Context:  The women’s gentle handiwork responds poignantly to the brutality of gendercide. We situate our exhibit in the “art of conscience” genre — in the tradition of Cleve Jones’ AIDS Memorial Quilt, Ai Weiwei’s Remembering installation, and Naomi Natale’s One Million Bones. We also draw inspiration from the world’s museums of conscience – from the shoes in the Holocaust Memorial Museum (Washington DC), the nooses in the Apartheid Museum (Johannesburg), the mirrored candles in the Yad Vashem Holocaust History Museum (Jerusalem), and the lightless tower in the Jewish Museum (Berlin).

126 million females have perished due to severe discrimination and lack of the most basic human rights.Because such art can be depressing, the challenge is to present a path from hopelessness to hope. That consideration determined our choice of medium – the baby booties are beautiful, whimsical, playful, riotously colorful, and as individualized as the missing women and girls they represent. Video testimonials (80 secs) show that visitors exited the exhibit struck by the beauty that women bring to the world — and wanting to protect that half of the human race. That is a very positive response – one that makes people want to take action.

Call to Action:  We no longer pay women to sew baby booties, as we have all we need. Instead, we use their collective handiwork — the installation — to raise money to educate at-risk girls in developing countries. We believe that girls’ education is the best long-term strategy to end gendercide. In a beautiful arc of giving, the women who made the baby booties are, knowingly or unknowingly, educating a new generation of girls so that they do not have to be at risk.
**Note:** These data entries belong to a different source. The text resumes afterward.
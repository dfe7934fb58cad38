//! Debit order review: large single debit orders and many small ones

use serde_json::json;

use super::{
    contains_any, format_time, latest_id, sum_abs, top_merchants, top_merchants_evidence,
    DetectionContext, Detector,
};
use crate::models::{Leak, NormalizedTransaction, Severity};

const DEBIT_ORDER_KEYWORDS: &[&str] = &[
    "debit order",
    "debitorder",
    "debit",
    "stop order",
    "recurring",
    "deduction",
    "auto debit",
];

/// Single debit orders at or above this are reviewed individually
const HIGH_VALUE: f64 = 500.0;
const FREQUENT_COUNT: usize = 5;
const FREQUENT_MIN_TOTAL: f64 = 200.0;
const FREQUENT_HIGH_TOTAL: f64 = 500.0;

pub struct DebitOrderDetector;

impl Detector for DebitOrderDetector {
    fn name(&self) -> &'static str {
        "DebitOrders"
    }

    fn detect(&self, ctx: &DetectionContext<'_>) -> Vec<Leak> {
        let recent: Vec<&NormalizedTransaction> = ctx
            .debits()
            .filter(|tx| ctx.is_recent(tx))
            .filter(|tx| contains_any(&tx.merchant_text(), DEBIT_ORDER_KEYWORDS))
            .collect();
        if recent.is_empty() {
            return vec![];
        }

        let mut leaks: Vec<Leak> = recent
            .iter()
            .filter(|tx| tx.abs_amount >= HIGH_VALUE)
            .map(|tx| self.high_value_leak(tx))
            .collect();

        let monthly_cost = sum_abs(&recent);
        let count = recent.len();
        if count >= FREQUENT_COUNT && monthly_cost >= FREQUENT_MIN_TOTAL {
            let severity = if monthly_cost >= FREQUENT_HIGH_TOTAL {
                Severity::High
            } else {
                Severity::Medium
            };
            let ranked = top_merchants(&recent);
            let top_name = ranked
                .first()
                .map(|(name, _)| name.as_str())
                .filter(|name| !name.is_empty())
                .unwrap_or("Various");

            leaks.push(
                Leak::new(
                    "debit-order-frequent",
                    self.name(),
                    severity,
                    "Multiple debit orders detected",
                    format!(
                        "You have {} debit orders in the last 30 days totaling R{:.0}. \
                         Top merchant: {}. Review these to ensure they're all legitimate.",
                        count, monthly_cost, top_name
                    ),
                )
                .with_transaction(latest_id(&recent))
                .with_cost(monthly_cost)
                .with_evidence(json!({
                    "count_last_30_days": count,
                    "sum_last_30_days": monthly_cost,
                    "top_merchants": top_merchants_evidence(&ranked, 5),
                })),
            );
        }

        leaks
    }
}

impl DebitOrderDetector {
    fn high_value_leak(&self, tx: &NormalizedTransaction) -> Leak {
        Leak::new(
            format!("debit-order-high-{}", tx.id),
            self.name(),
            Severity::High,
            format!("High-value debit order: R{:.0}", tx.abs_amount),
            format!(
                "A debit order of R{:.0} was processed. Make sure this is expected and authorized.",
                tx.abs_amount
            ),
        )
        .with_transaction(Some(tx.id.clone()))
        .with_cost(tx.abs_amount)
        .with_evidence(json!({
            "amount": tx.abs_amount,
            "merchant": tx.merchant,
            "description": tx.description,
            "date": format_time(tx.timestamp),
        }))
    }
}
From Texas to the World:  Our exhibit travels to Toronto for the Parliament of the World’s Religions 2018 in November, and later that same month, to United Nations Headquarters in New York City. There it will open on November 26 to mark the International Day for Elimination of Violence against Women and stay up through mid-January. The art exhibit is a global collaboration, created by women who are vulnerable to gendercide. We believe in the power of art to educate, force change, and secure basic rights for women around the world.